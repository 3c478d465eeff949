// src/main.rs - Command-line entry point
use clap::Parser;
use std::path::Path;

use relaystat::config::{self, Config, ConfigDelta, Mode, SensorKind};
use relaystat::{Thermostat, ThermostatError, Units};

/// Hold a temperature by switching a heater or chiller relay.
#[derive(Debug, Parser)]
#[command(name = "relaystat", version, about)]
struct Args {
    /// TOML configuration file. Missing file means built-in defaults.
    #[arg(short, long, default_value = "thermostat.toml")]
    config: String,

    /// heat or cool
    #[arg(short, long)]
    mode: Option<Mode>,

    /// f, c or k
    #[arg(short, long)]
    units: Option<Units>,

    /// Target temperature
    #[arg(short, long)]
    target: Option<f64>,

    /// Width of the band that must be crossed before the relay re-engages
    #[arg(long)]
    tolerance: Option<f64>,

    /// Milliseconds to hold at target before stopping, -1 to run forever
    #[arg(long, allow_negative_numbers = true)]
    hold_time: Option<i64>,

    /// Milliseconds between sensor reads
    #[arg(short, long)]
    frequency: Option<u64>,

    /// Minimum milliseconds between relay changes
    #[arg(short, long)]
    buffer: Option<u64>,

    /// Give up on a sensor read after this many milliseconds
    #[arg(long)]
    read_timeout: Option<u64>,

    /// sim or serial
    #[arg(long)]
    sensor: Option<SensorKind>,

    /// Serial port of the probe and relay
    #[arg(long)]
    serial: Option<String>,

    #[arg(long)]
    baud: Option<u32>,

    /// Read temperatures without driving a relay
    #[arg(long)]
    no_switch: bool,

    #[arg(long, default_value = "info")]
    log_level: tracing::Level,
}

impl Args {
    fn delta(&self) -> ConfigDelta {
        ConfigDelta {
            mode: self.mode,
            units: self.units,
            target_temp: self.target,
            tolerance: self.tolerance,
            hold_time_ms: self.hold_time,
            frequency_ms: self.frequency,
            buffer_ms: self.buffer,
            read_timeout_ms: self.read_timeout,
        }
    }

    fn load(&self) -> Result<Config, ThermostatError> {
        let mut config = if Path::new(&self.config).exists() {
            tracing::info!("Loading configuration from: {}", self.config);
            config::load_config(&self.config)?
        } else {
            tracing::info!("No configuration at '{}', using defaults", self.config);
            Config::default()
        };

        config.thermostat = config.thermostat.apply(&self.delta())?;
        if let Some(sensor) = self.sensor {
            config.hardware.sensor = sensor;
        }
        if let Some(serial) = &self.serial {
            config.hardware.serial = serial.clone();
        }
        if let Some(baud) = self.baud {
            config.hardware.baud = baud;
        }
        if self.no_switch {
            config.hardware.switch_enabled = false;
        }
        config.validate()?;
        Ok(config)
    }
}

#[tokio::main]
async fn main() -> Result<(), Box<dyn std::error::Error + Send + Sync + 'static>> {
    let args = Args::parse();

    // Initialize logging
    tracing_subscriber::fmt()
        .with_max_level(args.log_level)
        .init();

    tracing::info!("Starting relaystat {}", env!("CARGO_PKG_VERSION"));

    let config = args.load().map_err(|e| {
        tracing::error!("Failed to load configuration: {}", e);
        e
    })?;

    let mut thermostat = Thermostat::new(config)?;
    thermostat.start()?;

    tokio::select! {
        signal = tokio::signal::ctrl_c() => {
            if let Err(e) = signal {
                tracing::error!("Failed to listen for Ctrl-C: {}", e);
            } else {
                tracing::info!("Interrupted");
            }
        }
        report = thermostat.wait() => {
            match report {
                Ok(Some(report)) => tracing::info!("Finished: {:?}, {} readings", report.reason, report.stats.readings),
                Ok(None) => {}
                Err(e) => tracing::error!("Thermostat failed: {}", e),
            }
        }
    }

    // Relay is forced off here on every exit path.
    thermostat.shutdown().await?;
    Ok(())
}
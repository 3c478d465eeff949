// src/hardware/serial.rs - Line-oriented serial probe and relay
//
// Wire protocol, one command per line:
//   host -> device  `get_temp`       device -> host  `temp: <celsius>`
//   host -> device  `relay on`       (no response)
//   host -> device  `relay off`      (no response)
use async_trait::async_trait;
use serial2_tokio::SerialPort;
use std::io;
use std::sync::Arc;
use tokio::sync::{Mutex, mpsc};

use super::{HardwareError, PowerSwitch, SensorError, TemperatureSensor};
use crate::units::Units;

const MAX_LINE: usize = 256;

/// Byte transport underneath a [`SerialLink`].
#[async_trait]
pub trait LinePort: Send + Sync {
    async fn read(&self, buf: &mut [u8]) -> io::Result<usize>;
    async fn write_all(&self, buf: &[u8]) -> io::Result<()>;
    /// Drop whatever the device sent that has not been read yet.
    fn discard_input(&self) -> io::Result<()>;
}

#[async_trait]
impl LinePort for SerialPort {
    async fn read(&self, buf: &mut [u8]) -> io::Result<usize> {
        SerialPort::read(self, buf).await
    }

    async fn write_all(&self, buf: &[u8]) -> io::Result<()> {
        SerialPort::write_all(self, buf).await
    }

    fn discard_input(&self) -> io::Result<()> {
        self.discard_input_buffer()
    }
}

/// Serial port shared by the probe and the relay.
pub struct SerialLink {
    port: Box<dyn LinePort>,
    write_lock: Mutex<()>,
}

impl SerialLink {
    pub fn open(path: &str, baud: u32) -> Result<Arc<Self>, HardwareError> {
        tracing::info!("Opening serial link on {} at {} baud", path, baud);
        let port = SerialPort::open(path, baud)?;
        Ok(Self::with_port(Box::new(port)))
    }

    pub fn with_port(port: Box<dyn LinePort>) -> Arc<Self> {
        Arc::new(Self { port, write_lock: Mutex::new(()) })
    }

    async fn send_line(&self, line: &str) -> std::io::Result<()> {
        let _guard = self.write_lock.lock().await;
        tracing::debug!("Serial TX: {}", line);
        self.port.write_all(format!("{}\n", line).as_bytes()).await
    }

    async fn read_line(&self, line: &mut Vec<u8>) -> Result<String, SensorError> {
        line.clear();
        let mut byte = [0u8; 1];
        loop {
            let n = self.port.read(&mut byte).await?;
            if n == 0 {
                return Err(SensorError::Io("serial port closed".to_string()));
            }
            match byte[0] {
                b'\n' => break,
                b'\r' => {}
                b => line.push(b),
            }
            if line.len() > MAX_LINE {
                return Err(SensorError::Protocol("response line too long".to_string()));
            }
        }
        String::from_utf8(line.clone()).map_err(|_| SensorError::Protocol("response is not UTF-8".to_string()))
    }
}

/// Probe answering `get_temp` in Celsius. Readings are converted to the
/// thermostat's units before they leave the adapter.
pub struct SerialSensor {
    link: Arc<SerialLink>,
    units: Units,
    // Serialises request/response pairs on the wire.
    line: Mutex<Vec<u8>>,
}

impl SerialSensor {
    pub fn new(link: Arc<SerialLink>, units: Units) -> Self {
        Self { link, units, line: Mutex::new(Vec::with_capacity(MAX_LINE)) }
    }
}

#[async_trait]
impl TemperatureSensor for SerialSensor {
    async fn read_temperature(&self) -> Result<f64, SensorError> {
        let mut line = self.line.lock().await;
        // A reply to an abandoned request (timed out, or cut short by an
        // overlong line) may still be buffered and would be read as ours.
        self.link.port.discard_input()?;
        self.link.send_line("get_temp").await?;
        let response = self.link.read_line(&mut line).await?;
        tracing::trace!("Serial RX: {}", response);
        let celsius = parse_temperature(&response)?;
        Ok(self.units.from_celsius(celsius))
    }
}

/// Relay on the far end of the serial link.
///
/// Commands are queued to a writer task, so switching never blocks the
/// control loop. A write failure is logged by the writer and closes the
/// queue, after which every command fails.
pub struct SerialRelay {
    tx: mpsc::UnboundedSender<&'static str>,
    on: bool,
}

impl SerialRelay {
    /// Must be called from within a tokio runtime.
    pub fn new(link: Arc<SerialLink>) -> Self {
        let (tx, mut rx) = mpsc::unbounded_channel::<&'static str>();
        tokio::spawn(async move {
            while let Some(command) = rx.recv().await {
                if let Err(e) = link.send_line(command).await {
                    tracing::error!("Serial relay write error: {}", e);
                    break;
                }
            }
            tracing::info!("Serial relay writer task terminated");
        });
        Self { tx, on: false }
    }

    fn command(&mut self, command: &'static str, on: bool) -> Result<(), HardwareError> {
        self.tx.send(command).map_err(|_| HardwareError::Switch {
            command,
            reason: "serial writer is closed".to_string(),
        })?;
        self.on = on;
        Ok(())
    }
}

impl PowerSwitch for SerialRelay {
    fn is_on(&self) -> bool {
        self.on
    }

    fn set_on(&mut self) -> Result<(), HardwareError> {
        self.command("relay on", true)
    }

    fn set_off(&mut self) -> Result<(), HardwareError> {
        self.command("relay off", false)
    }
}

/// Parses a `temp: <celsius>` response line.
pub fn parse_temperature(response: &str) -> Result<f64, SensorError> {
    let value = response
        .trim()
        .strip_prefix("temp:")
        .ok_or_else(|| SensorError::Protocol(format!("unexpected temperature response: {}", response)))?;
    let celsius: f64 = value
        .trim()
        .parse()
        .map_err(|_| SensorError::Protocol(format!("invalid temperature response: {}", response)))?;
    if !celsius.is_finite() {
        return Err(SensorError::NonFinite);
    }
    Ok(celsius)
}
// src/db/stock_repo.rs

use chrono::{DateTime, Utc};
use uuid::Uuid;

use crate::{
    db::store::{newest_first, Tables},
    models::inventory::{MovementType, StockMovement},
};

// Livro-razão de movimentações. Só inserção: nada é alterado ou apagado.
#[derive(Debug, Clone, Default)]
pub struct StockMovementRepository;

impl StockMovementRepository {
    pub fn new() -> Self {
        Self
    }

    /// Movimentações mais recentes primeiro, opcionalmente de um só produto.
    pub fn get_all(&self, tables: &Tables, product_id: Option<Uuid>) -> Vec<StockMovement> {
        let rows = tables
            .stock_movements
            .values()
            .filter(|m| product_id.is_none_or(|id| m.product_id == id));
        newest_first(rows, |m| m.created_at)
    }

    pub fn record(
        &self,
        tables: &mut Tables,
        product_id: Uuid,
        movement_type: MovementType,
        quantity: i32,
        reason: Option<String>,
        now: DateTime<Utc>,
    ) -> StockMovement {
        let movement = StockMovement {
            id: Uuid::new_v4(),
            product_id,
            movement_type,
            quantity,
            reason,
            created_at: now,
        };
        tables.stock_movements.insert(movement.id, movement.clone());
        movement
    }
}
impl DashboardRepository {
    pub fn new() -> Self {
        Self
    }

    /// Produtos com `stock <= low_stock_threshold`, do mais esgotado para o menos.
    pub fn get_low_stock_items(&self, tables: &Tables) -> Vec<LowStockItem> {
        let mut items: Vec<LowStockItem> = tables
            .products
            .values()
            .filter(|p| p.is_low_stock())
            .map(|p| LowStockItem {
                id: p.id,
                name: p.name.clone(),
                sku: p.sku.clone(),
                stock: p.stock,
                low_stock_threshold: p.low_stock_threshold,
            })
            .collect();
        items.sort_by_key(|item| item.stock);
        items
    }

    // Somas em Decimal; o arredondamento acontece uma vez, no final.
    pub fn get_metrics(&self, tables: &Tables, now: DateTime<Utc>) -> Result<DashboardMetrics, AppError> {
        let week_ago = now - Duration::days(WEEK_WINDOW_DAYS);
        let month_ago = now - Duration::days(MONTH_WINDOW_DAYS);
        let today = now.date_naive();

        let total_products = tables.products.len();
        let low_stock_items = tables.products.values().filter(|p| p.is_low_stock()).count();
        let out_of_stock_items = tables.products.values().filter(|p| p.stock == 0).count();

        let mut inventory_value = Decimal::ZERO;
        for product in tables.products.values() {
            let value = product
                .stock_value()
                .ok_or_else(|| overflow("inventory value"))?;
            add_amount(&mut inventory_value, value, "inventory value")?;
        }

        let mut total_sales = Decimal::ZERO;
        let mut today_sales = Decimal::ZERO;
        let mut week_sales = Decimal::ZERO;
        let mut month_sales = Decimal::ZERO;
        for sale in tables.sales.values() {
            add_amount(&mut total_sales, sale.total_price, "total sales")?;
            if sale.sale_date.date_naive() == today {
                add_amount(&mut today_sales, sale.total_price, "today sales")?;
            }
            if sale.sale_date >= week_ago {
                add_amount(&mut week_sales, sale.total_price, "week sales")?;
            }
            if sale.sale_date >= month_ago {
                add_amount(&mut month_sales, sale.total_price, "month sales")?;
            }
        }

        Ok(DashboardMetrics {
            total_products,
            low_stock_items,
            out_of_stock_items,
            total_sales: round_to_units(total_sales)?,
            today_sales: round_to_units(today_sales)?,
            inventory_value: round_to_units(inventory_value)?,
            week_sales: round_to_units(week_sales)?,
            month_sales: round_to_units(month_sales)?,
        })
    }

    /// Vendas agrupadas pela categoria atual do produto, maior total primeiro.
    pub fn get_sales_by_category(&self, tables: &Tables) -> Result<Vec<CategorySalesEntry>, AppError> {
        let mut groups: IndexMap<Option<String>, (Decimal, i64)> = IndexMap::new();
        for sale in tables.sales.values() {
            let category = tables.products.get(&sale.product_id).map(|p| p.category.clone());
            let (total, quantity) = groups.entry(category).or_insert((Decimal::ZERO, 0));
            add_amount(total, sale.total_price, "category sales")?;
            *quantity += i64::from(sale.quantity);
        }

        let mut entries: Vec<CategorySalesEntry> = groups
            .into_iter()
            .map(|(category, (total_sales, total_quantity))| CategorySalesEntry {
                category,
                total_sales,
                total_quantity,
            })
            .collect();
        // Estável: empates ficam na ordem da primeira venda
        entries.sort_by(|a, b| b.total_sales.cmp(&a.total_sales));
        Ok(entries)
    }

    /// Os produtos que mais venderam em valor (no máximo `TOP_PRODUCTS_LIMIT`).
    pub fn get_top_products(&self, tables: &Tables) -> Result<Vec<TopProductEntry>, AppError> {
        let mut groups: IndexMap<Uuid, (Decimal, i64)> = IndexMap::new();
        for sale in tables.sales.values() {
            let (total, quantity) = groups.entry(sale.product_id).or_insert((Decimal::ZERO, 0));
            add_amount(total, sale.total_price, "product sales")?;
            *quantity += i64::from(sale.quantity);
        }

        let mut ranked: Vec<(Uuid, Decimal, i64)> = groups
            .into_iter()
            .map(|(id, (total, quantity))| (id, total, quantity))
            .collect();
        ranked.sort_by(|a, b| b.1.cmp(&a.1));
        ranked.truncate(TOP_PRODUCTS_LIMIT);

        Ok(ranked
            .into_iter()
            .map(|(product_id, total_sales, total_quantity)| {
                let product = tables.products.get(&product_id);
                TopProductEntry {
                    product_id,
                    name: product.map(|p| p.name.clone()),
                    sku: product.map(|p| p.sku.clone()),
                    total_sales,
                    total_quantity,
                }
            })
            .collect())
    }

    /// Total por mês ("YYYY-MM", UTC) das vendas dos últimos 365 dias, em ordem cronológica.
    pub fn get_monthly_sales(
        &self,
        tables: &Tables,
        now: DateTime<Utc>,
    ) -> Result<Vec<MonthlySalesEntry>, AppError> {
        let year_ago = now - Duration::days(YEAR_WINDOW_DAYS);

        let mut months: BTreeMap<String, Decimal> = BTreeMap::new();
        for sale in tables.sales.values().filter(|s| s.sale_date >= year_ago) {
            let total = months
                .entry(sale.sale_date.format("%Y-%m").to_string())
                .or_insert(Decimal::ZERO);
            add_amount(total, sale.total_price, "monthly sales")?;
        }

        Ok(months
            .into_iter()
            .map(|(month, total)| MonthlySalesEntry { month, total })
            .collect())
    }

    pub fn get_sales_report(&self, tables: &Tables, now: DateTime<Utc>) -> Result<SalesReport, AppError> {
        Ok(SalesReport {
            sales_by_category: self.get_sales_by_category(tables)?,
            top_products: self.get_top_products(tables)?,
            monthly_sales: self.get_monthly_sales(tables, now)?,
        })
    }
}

==============================

* **Exercise**:
Start with the line above that contains "let _guard = self.write_lock.lock().await;" and end with the line that contains "Ok(self.units.from_celsius(celsius))". Write out those lines exactly, and only those.

* **Exercise solution**:
        let _guard = self.write_lock.lock().await;
        tracing::debug!("Serial TX: {}", line);
        self.port.write_all(format!("{}\n", line).as_bytes()).await
    }

    async fn read_line(&self, line: &mut Vec<u8>) -> Result<String, SensorError> {
        line.clear();
        let mut byte = [0u8; 1];
        loop {
            let n = self.port.read(&mut byte).await?;
            if n == 0 {
                return Err(SensorError::Io("serial port closed".to_string()));
            }
            match byte[0] {
                b'\n' => break,
                b'\r' => {}
                b => line.push(b),
            }
            if line.len() > MAX_LINE {
                return Err(SensorError::Protocol("response line too long".to_string()));
            }
        }
        String::from_utf8(line.clone()).map_err(|_| SensorError::Protocol("response is not UTF-8".to_string()))
    }
}

/// Probe answering `get_temp` in Celsius. Readings are converted to the
/// thermostat's units before they leave the adapter.
pub struct SerialSensor {
    link: Arc<SerialLink>,
    units: Units,
    // Serialises request/response pairs on the wire.
    line: Mutex<Vec<u8>>,
}

impl SerialSensor {
    pub fn new(link: Arc<SerialLink>, units: Units) -> Self {
        Self { link, units, line: Mutex::new(Vec::with_capacity(MAX_LINE)) }
    }
}

#[async_trait]
impl TemperatureSensor for SerialSensor {
    async fn read_temperature(&self) -> Result<f64, SensorError> {
        let mut line = self.line.lock().await;
        // A reply to an abandoned request (timed out, or cut short by an
        // overlong line) may still be buffered and would be read as ours.
        self.link.port.discard_input()?;
        self.link.send_line("get_temp").await?;
        let response = self.link.read_line(&mut line).await?;
        tracing::trace!("Serial RX: {}", response);
        let celsius = parse_temperature(&response)?;
        Ok(self.units.from_celsius(celsius))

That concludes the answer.